┌──

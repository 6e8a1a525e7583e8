//! The four-pass fixpoint driver.
//!
//! Passes run strictly in order: every node finishes pass N (or fails it)
//! before any node starts pass N+1. Within a pass the driver sweeps a work list
//! in preorder, starting from the root:
//!
//! | Outcome | Node | Children |
//! |---------|------|----------|
//! | `Done` | reaches the pass's target stage | visited later in the same sweep |
//! | `Failed` | diagnostics logged, skipped by later passes | visited later in the same sweep |
//! | `DeferredSelf` | re-queued for the next sweep | visited later in the same sweep |
//! | `DeferredChildren` | re-queued for the next sweep | held back until the node stops deferring |
//!
//! A sweep makes progress when a node completes or fails, when a deferred
//! node's attempt (outcome plus resolver stage) differs from its previous
//! one, or when a hook calls [`PassContext::note_progress`]. A sweep without
//! progress, or running out of sweeps, forces every pending node through
//! [`CompilationUnit::force`] and fails the compilation.

use bitflags::bitflags;
use rustc_hash::FxHashMap;
use serde::Serialize;
use tracing::{debug, info_span, trace, warn};

use quill_common::{DiagnosticSink, NodeId, diagnostic_codes};
use quill_resolver::{NameResolver, ResolveResult, ResolverTable};

use crate::error::DriverError;
use crate::options::DriverOptions;
use crate::pass::{Pass, PassOutcome, Stage};
use crate::unit::{CompilationUnit, PassContext, run_hook};

bitflags! {
    /// Per-node bookkeeping within one pass. Only `FAILED` survives into the
    /// next pass.
    #[derive(Clone, Copy, Debug, Default, PartialEq, Eq, Hash)]
    pub struct NodeFlags: u8 {
        /// Already on the work list for the next sweep.
        const QUEUED_SELF = 1 << 0;
        /// Children were pushed for this pass.
        const VISITED_KIDS = 1 << 1;
        /// Children are held back until the node stops deferring.
        const DEFER_KIDS = 1 << 2;
        /// The node failed this or an earlier pass.
        const FAILED = 1 << 3;
    }
}

/// What a deferred attempt looked like. Two equal fingerprints in a row mean
/// the node did not move.
#[derive(Clone, Copy, Debug, PartialEq, Eq, Hash)]
struct Fingerprint {
    outcome: u8,
    resolver: Option<((u8, usize), Option<ResolveResult>)>,
}

impl Fingerprint {
    fn of(outcome: &PassOutcome, node: NodeId, resolvers: &ResolverTable) -> Self {
        Self {
            outcome: outcome.kind(),
            resolver: resolvers
                .get(node)
                .map(|r| (r.progress_marker(), r.last_result())),
        }
    }
}

#[derive(Clone, Copy, Debug, Default)]
struct NodeState {
    stage: Stage,
    flags: NodeFlags,
    last: Option<Fingerprint>,
}

/// How one pass went.
#[derive(Clone, Debug, PartialEq, Eq, Serialize)]
#[serde(rename_all = "camelCase")]
pub struct PassReport {
    pub pass: Pass,
    pub sweeps: u32,
    /// Every node finished the pass.
    pub converged: bool,
    /// Nodes forced through their error path.
    pub forced: Vec<NodeId>,
    /// Forced nodes that were not merely blocked on a formal bound.
    pub stuck: Vec<NodeId>,
}

impl PassReport {
    const fn new(pass: Pass) -> Self {
        Self {
            pass,
            sweeps: 0,
            converged: false,
            forced: Vec::new(),
            stuck: Vec::new(),
        }
    }
}

/// Result of [`CompilationDriver::run`]. The diagnostics stay in the sink.
#[derive(Clone, Debug, Default, PartialEq, Eq, Serialize)]
#[serde(rename_all = "camelCase")]
pub struct CompileReport {
    pub passes: Vec<PassReport>,
    /// Last pass every node finished.
    pub completed: Option<Pass>,
    pub success: bool,
    /// Stopped because of a fatal diagnostic or the error limit.
    pub aborted: bool,
    pub error_count: usize,
}

impl CompileReport {
    /// Sweeps `pass` needed, if it ran.
    #[must_use]
    pub fn sweeps(&self, pass: Pass) -> Option<u32> {
        self.passes.iter().find(|p| p.pass == pass).map(|p| p.sweeps)
    }

    /// Stage every node reached.
    #[must_use]
    pub fn stage(&self) -> Stage {
        self.completed.map_or(Stage::Initial, Pass::target)
    }

    /// `Ok` when the compilation succeeded.
    pub fn check(&self) -> Result<(), DriverError> {
        if let Some(p) = self.passes.iter().find(|p| !p.forced.is_empty()) {
            return Err(DriverError::NotConverged {
                pass: p.pass,
                sweeps: p.sweeps,
                pending: p.forced.len(),
            });
        }
        if self.aborted {
            let pass = self
                .passes
                .last()
                .map_or(Pass::RegisterStructures, |p| p.pass);
            return Err(DriverError::Aborted(pass));
        }
        if !self.success {
            return Err(DriverError::Failed(self.error_count));
        }
        Ok(())
    }
}

/// Runs the passes over a [`CompilationUnit`] and owns the state that must
/// survive between sweeps: per-node stages and the resolver side table.
#[derive(Debug, Default)]
pub struct CompilationDriver {
    options: DriverOptions,
    resolvers: ResolverTable,
    states: FxHashMap<NodeId, NodeState>,
}

impl CompilationDriver {
    #[must_use]
    pub fn new(options: DriverOptions) -> Self {
        Self {
            options,
            resolvers: ResolverTable::new(),
            states: FxHashMap::default(),
        }
    }

    #[must_use]
    pub const fn options(&self) -> &DriverOptions {
        &self.options
    }

    #[must_use]
    pub const fn resolvers(&self) -> &ResolverTable {
        &self.resolvers
    }

    pub const fn resolvers_mut(&mut self) -> &mut ResolverTable {
        &mut self.resolvers
    }

    /// Stage `node` has reached. Nodes the driver never visited are `Initial`.
    #[must_use]
    pub fn stage(&self, node: NodeId) -> Stage {
        self.states.get(&node).map_or(Stage::Initial, |s| s.stage)
    }

    #[must_use]
    pub fn has_failed(&self, node: NodeId) -> bool {
        self.states
            .get(&node)
            .is_some_and(|s| s.flags.contains(NodeFlags::FAILED))
    }

    /// Compile `unit`, logging every diagnostic to `errs`.
    pub fn run<U: CompilationUnit + ?Sized>(
        &mut self,
        unit: &mut U,
        errs: &mut DiagnosticSink,
    ) -> CompileReport {
        let root = unit.root();
        let _span = info_span!("compile", root = root.0).entered();
        self.states.clear();

        let mut report = CompileReport::default();
        for pass in Pass::ALL {
            if !self.options.runs(pass) {
                break;
            }
            let pass_report = self.run_pass(unit, pass, errs);
            let converged = pass_report.converged;
            let forced = !pass_report.forced.is_empty();
            report.passes.push(pass_report);

            if forced {
                break;
            }
            if errs.is_abort_desired() {
                if !errs.has_fatal() {
                    let count = errs.error_count().to_string();
                    errs.log_code(
                        diagnostic_codes::TOO_MANY_ERRORS,
                        root,
                        &unit.describe(root),
                        &[&count],
                    );
                }
                report.aborted = true;
                break;
            }
            if converged {
                report.completed = Some(pass);
            }
        }

        report.error_count = errs.error_count();
        report.success = !report.aborted
            && report.passes.iter().all(|p| p.converged)
            && !errs.has_errors();
        debug!(
            completed = ?report.completed,
            success = report.success,
            errors = report.error_count,
            "compilation finished"
        );
        report
    }

    #[tracing::instrument(level = "debug", skip_all, fields(pass = %pass))]
    fn run_pass<U: CompilationUnit + ?Sized>(
        &mut self,
        unit: &mut U,
        pass: Pass,
        errs: &mut DiagnosticSink,
    ) -> PassReport {
        for state in self.states.values_mut() {
            state.flags &= NodeFlags::FAILED;
            state.last = None;
        }

        let max_sweeps = self.options.max_sweeps.max(1);
        let mut report = PassReport::new(pass);
        let mut work = vec![unit.root()];
        loop {
            report.sweeps += 1;
            let last_attempt = report.sweeps >= max_sweeps;
            let mut ctx =
                PassContext::new(errs, &mut self.resolvers, pass, report.sweeps, last_attempt);
            let (pending, progress) = sweep(unit, &mut self.states, &work, &mut ctx);
            debug!(
                sweep = report.sweeps,
                pending = pending.len(),
                progress,
                "sweep finished"
            );
            work = pending;

            if work.is_empty() {
                report.converged = true;
                break;
            }
            if errs.is_abort_desired() {
                break;
            }
            if !progress || last_attempt {
                self.force(unit, pass, &work, errs, &mut report);
                break;
            }
        }
        debug!(sweeps = report.sweeps, converged = report.converged, "pass finished");
        report
    }

    /// Push every pending node through its error path. Nodes that were only
    /// blocked on a formal bound report their own errors; anything else is
    /// also named in one fatal non-convergence diagnostic.
    fn force<U: CompilationUnit + ?Sized>(
        &mut self,
        unit: &mut U,
        pass: Pass,
        pending: &[NodeId],
        errs: &mut DiagnosticSink,
        report: &mut PassReport,
    ) {
        let stuck: Vec<NodeId> = pending
            .iter()
            .copied()
            .filter(|&node| {
                self.resolvers.get(node).and_then(NameResolver::last_result)
                    != Some(ResolveResult::Blocked)
            })
            .collect();
        warn!(
            %pass,
            pending = pending.len(),
            stuck = stuck.len(),
            "no progress; forcing pending nodes"
        );

        let mut ctx = PassContext::new(errs, &mut self.resolvers, pass, report.sweeps, true);
        for &node in pending {
            unit.force(pass, node, &mut ctx);
            self.states.entry(node).or_default().flags |= NodeFlags::FAILED;
        }

        if !stuck.is_empty() {
            let names = stuck
                .iter()
                .map(|&node| unit.describe(node))
                .collect::<Vec<_>>()
                .join(", ");
            errs.log_code(
                diagnostic_codes::INFINITE_RESOLVE_LOOP,
                unit.root(),
                &names,
                &[&names],
            );
        }
        report.forced = pending.to_vec();
        report.stuck = stuck;
    }
}

/// One preorder walk over `work`. Returns the nodes to retry and whether
/// anything moved.
fn sweep<U: CompilationUnit + ?Sized>(
    unit: &mut U,
    states: &mut FxHashMap<NodeId, NodeState>,
    work: &[NodeId],
    ctx: &mut PassContext<'_>,
) -> (Vec<NodeId>, bool) {
    let pass = ctx.pass();
    let mut stack: Vec<NodeId> = work.iter().rev().copied().collect();
    let mut pending = Vec::new();
    let mut progress = false;

    while let Some(node) = stack.pop() {
        let state = states.entry(node).or_default();
        state.flags.remove(NodeFlags::QUEUED_SELF);

        if state.flags.contains(NodeFlags::FAILED) {
            expand(&*unit, node, state, &mut stack);
            continue;
        }
        if state.stage >= pass.target() {
            continue;
        }
        if state.stage < Stage::required(pass) {
            let detail = format!(
                "{} reached {pass} at stage {:?}",
                unit.describe(node),
                state.stage
            );
            ctx.errs.log_internal(node, &detail);
            state.flags |= NodeFlags::FAILED;
            progress = true;
            continue;
        }

        state.stage = pass.transitional();
        let outcome = match run_hook(unit, pass, node, ctx) {
            Ok(outcome) => outcome,
            Err(err) => {
                warn!(node = node.0, %err, "pass hook failed");
                ctx.errs.log_internal(node, &err.to_string());
                PassOutcome::Failed(Vec::new())
            }
        };
        let print = Fingerprint::of(&outcome, node, &*ctx.resolvers);
        trace!(node = node.0, ?print, "attempt");

        match outcome {
            PassOutcome::Done => {
                state.stage = pass.target();
                progress = true;
                expand(&*unit, node, state, &mut stack);
            }
            PassOutcome::Failed(diagnostics) => {
                for diag in diagnostics {
                    ctx.errs.log(diag);
                }
                state.flags |= NodeFlags::FAILED;
                progress = true;
                expand(&*unit, node, state, &mut stack);
            }
            deferred => {
                let hold_kids = matches!(deferred, PassOutcome::DeferredChildren);
                if state.last != Some(print) {
                    progress = true;
                }
                state.last = Some(print);
                state.flags |= NodeFlags::QUEUED_SELF;
                pending.push(node);
                if !hold_kids {
                    expand(&*unit, node, state, &mut stack);
                } else if !state.flags.contains(NodeFlags::VISITED_KIDS) {
                    state.flags |= NodeFlags::DEFER_KIDS;
                }
            }
        }
    }

    (pending, progress || ctx.made_progress())
}

/// Push the children of `node` once per pass, first child on top.
fn expand<U: CompilationUnit + ?Sized>(
    unit: &U,
    node: NodeId,
    state: &mut NodeState,
    stack: &mut Vec<NodeId>,
) {
    if state.flags.contains(NodeFlags::VISITED_KIDS) {
        return;
    }
    state.flags.remove(NodeFlags::DEFER_KIDS);
    state.flags |= NodeFlags::VISITED_KIDS;
    stack.extend(unit.children(node).into_iter().rev());
}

└──

What this task involves:
Once you have identified the lines above that contain "same", copy each of them.

Reply:
//! | `Done` | reaches the pass's target stage | visited later in the same sweep |
//! | `Failed` | diagnostics logged, skipped by later passes | visited later in the same sweep |
//! | `DeferredSelf` | re-queued for the next sweep | visited later in the same sweep |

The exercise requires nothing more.